Data entries:
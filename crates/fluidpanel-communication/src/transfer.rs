//! File transfer sessions
//!
//! A transfer streams a G-code file to the device in line-based chunks,
//! gated by cumulative byte-progress acknowledgments. This module owns
//! the session bookkeeping: payload normalization, chunk boundaries,
//! progress accounting, and the retry budget. Driving the wire protocol
//! (handshake, chunk writes, timeouts) is the connection actor's job.

/// Default number of payload lines per chunk
pub const DEFAULT_CHUNK_SIZE: usize = 64;

/// Default chunk-acknowledgment retry budget
pub const DEFAULT_MAX_RETRIES: u32 = 3;

/// Default per-chunk acknowledgment timeout
pub const DEFAULT_CHUNK_TIMEOUT_MS: u64 = 1_000;

/// Default timeout for the terminal completion acknowledgment
pub const DEFAULT_COMPLETION_TIMEOUT_MS: u64 = 10_000;

/// Lifecycle of a file transfer session
#[derive(Debug, Clone, Copy, PartialEq, Eq, Default)]
pub enum TransferState {
    /// No transfer running.
    #[default]
    Idle,
    /// Delete/receive handshake in flight.
    Starting,
    /// Chunks streaming, acknowledgments gating progress.
    Transferring,
    /// End-of-stream marker written, awaiting the terminal ack.
    Completing,
    /// Terminal ack observed.
    Completed,
    /// Protocol violation, timeout exhaustion, or transport error.
    Error,
    /// Explicitly cancelled.
    Cancelled,
}

impl TransferState {
    /// Whether the session currently owns the wire
    pub fn is_active(&self) -> bool {
        matches!(
            self,
            TransferState::Starting | TransferState::Transferring | TransferState::Completing
        )
    }
}

impl std::fmt::Display for TransferState {
    fn fmt(&self, f: &mut std::fmt::Formatter<'_>) -> std::fmt::Result {
        let s = match self {
            TransferState::Idle => "idle",
            TransferState::Starting => "starting",
            TransferState::Transferring => "transferring",
            TransferState::Completing => "completing",
            TransferState::Completed => "completed",
            TransferState::Error => "error",
            TransferState::Cancelled => "cancelled",
        };
        write!(f, "{}", s)
    }
}

/// A single chunked upload in progress
///
/// At most one session exists per connection at any instant.
#[derive(Debug)]
pub struct FileTransferSession {
    /// Target file name on the device.
    pub file_name: String,
    /// Current lifecycle state.
    pub state: TransferState,
    /// Cumulative bytes acknowledged by the device.
    pub bytes_transferred: u64,
    /// Total normalized payload size in bytes.
    pub bytes_total: u64,
    /// Lines written to the wire so far.
    pub current_line: usize,
    /// Total number of payload lines.
    pub total_lines: usize,
    /// Chunk-acknowledgment retries used for the current chunk.
    pub retry_count: u32,
    /// Retry budget before the session aborts.
    pub max_retries: u32,

    lines: Vec<String>,
    chunk_size: usize,
    current_chunk: usize,
    /// Cumulative byte offset at the end of each chunk.
    chunk_end_offsets: Vec<u64>,
}

impl FileTransferSession {
    /// Create a session from raw file content
    ///
    /// The payload is normalized to LF line endings with a guaranteed
    /// trailing newline; `bytes_total` is the normalized length, which is
    /// what the device's cumulative progress reports count against.
    pub fn new(
        file_name: impl Into<String>,
        content: &str,
        chunk_size: usize,
        max_retries: u32,
    ) -> Self {
        let normalized = normalize_payload(content);
        let lines: Vec<String> = if normalized.is_empty() {
            Vec::new()
        } else {
            // Trailing newline guaranteed; drop the empty tail element.
            normalized[..normalized.len() - 1]
                .split('\n')
                .map(str::to_string)
                .collect()
        };

        let chunk_size = chunk_size.max(1);
        let mut chunk_end_offsets = Vec::new();
        let mut offset = 0u64;
        for chunk in lines.chunks(chunk_size) {
            offset += chunk.iter().map(|l| l.len() as u64 + 1).sum::<u64>();
            chunk_end_offsets.push(offset);
        }

        let total_lines = lines.len();
        Self {
            file_name: file_name.into(),
            state: TransferState::Idle,
            bytes_transferred: 0,
            bytes_total: normalized.len() as u64,
            current_line: 0,
            total_lines,
            retry_count: 0,
            max_retries,
            lines,
            chunk_size,
            current_chunk: 0,
            chunk_end_offsets,
        }
    }

    /// Number of chunks the payload splits into
    pub fn chunk_count(&self) -> usize {
        self.chunk_end_offsets.len()
    }

    /// Index of the chunk currently on the wire
    pub fn current_chunk(&self) -> usize {
        self.current_chunk
    }

    /// Wire payload of the given chunk, each line newline-terminated
    pub fn chunk_payload(&self, index: usize) -> Vec<u8> {
        let start = index * self.chunk_size;
        let end = (start + self.chunk_size).min(self.lines.len());
        let mut payload = Vec::new();
        for line in &self.lines[start..end] {
            payload.extend_from_slice(line.as_bytes());
            payload.push(b'\n');
        }
        payload
    }

    /// Number of lines in the given chunk
    pub fn chunk_len(&self, index: usize) -> usize {
        let start = index * self.chunk_size;
        (self.chunk_size).min(self.lines.len().saturating_sub(start))
    }

    /// Cumulative byte offset at the end of the given chunk
    pub fn chunk_end_offset(&self, index: usize) -> u64 {
        self.chunk_end_offsets[index]
    }

    /// Record that the current chunk's bytes are on the wire
    pub fn mark_chunk_written(&mut self) {
        self.current_line = ((self.current_chunk + 1) * self.chunk_size).min(self.total_lines);
    }

    /// Fold a cumulative progress report into the session
    pub fn record_progress(&mut self, bytes: u64) {
        self.bytes_transferred = bytes.min(self.bytes_total);
    }

    /// Whether the device has acknowledged everything up to the end of
    /// the current chunk
    pub fn current_chunk_acknowledged(&self) -> bool {
        self.chunk_end_offsets
            .get(self.current_chunk)
            .is_some_and(|end| self.bytes_transferred >= *end)
    }

    /// Whether the current chunk is the last one
    pub fn on_last_chunk(&self) -> bool {
        self.current_chunk + 1 >= self.chunk_count()
    }

    /// Move to the next chunk, resetting the retry counter
    pub fn advance_chunk(&mut self) {
        self.current_chunk += 1;
        self.retry_count = 0;
    }

    /// Consume one retry; returns true when the budget is exhausted
    pub fn register_retry(&mut self) -> bool {
        self.retry_count += 1;
        self.retry_count > self.max_retries
    }

    /// Completion percentage from acknowledged bytes
    pub fn percent(&self) -> u8 {
        if self.bytes_total == 0 {
            return 100;
        }
        ((self.bytes_transferred * 100) / self.bytes_total).min(100) as u8
    }
}

/// Normalize CR/CRLF to LF and guarantee a trailing newline
fn normalize_payload(content: &str) -> String {
    let mut normalized = content.replace("\r\n", "\n").replace('\r', "\n");
    if !normalized.is_empty() && !normalized.ends_with('\n') {
        normalized.push('\n');
    }
    normalized
}

#[cfg(test)]
mod tests {
    use super::*;

    fn numbered_lines(n: usize) -> String {
        (0..n)
            .map(|i| format!("G1 X{}", i))
            .collect::<Vec<_>>()
            .join("\n")
    }

    #[test]
    fn test_130_lines_split_into_three_chunks() {
        let content = numbered_lines(130);
        let session = FileTransferSession::new("part.nc", &content, 64, 3);

        assert_eq!(session.total_lines, 130);
        assert_eq!(session.chunk_count(), 3);
        assert_eq!(session.chunk_len(0), 64);
        assert_eq!(session.chunk_len(1), 64);
        assert_eq!(session.chunk_len(2), 2);
        assert_eq!(session.chunk_end_offset(2), session.bytes_total);
    }

    #[test]
    fn test_bytes_total_matches_chunk_payloads() {
        let content = numbered_lines(130);
        let session = FileTransferSession::new("part.nc", &content, 64, 3);

        let written: usize = (0..session.chunk_count())
            .map(|i| session.chunk_payload(i).len())
            .sum();
        assert_eq!(written as u64, session.bytes_total);
    }

    #[test]
    fn test_crlf_normalization() {
        let session = FileTransferSession::new("a.nc", "G0 X0\r\nG1 Y1\rG1 Z2", 64, 3);
        assert_eq!(session.total_lines, 3);
        assert_eq!(session.bytes_total, "G0 X0\nG1 Y1\nG1 Z2\n".len() as u64);
        assert_eq!(session.chunk_payload(0), b"G0 X0\nG1 Y1\nG1 Z2\n");
    }

    #[test]
    fn test_empty_payload() {
        let session = FileTransferSession::new("empty.nc", "", 64, 3);
        assert_eq!(session.total_lines, 0);
        assert_eq!(session.bytes_total, 0);
        assert_eq!(session.chunk_count(), 0);
        assert_eq!(session.percent(), 100);
    }

    #[test]
    fn test_progress_and_chunk_acknowledgment() {
        let content = numbered_lines(130);
        let mut session = FileTransferSession::new("part.nc", &content, 64, 3);
        session.state = TransferState::Transferring;
        session.mark_chunk_written();
        assert_eq!(session.current_line, 64);

        session.record_progress(10);
        assert!(!session.current_chunk_acknowledged());

        session.record_progress(session.chunk_end_offset(0));
        assert!(session.current_chunk_acknowledged());
        assert!(!session.on_last_chunk());

        session.advance_chunk();
        session.mark_chunk_written();
        assert_eq!(session.current_line, 128);
        assert_eq!(session.retry_count, 0);
    }

    #[test]
    fn test_retry_budget_exhaustion() {
        let mut session = FileTransferSession::new("part.nc", "G0 X0", 64, 3);
        assert!(!session.register_retry());
        assert!(!session.register_retry());
        assert!(!session.register_retry());
        // Fourth failure exceeds the budget of 3.
        assert!(session.register_retry());
    }

    #[test]
    fn test_percent_clamped() {
        let mut session = FileTransferSession::new("part.nc", "G0 X0\n", 64, 3);
        session.record_progress(1_000_000);
        assert_eq!(session.bytes_transferred, session.bytes_total);
        assert_eq!(session.percent(), 100);
    }

    #[test]
    fn test_active_states() {
        assert!(TransferState::Starting.is_active());
        assert!(TransferState::Transferring.is_active());
        assert!(TransferState::Completing.is_active());
        assert!(!TransferState::Idle.is_active());
        assert!(!TransferState::Completed.is_active());
        assert!(!TransferState::Cancelled.is_active());
    }
}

TRY IT
All lines from the opening of the records through the line where "connection actor's job." occurs are to be output verbatim. No other line belongs in the answer.

ANSWER SPACE
filename crates/fluidpanel-communication/src/transfer.rs
//! File transfer sessions
//!
//! A transfer streams a G-code file to the device in line-based chunks,
//! gated by cumulative byte-progress acknowledgments. This module owns
//! the session bookkeeping: payload normalization, chunk boundaries,
//! progress accounting, and the retry budget. Driving the wire protocol
//! (handshake, chunk writes, timeouts) is the connection actor's job.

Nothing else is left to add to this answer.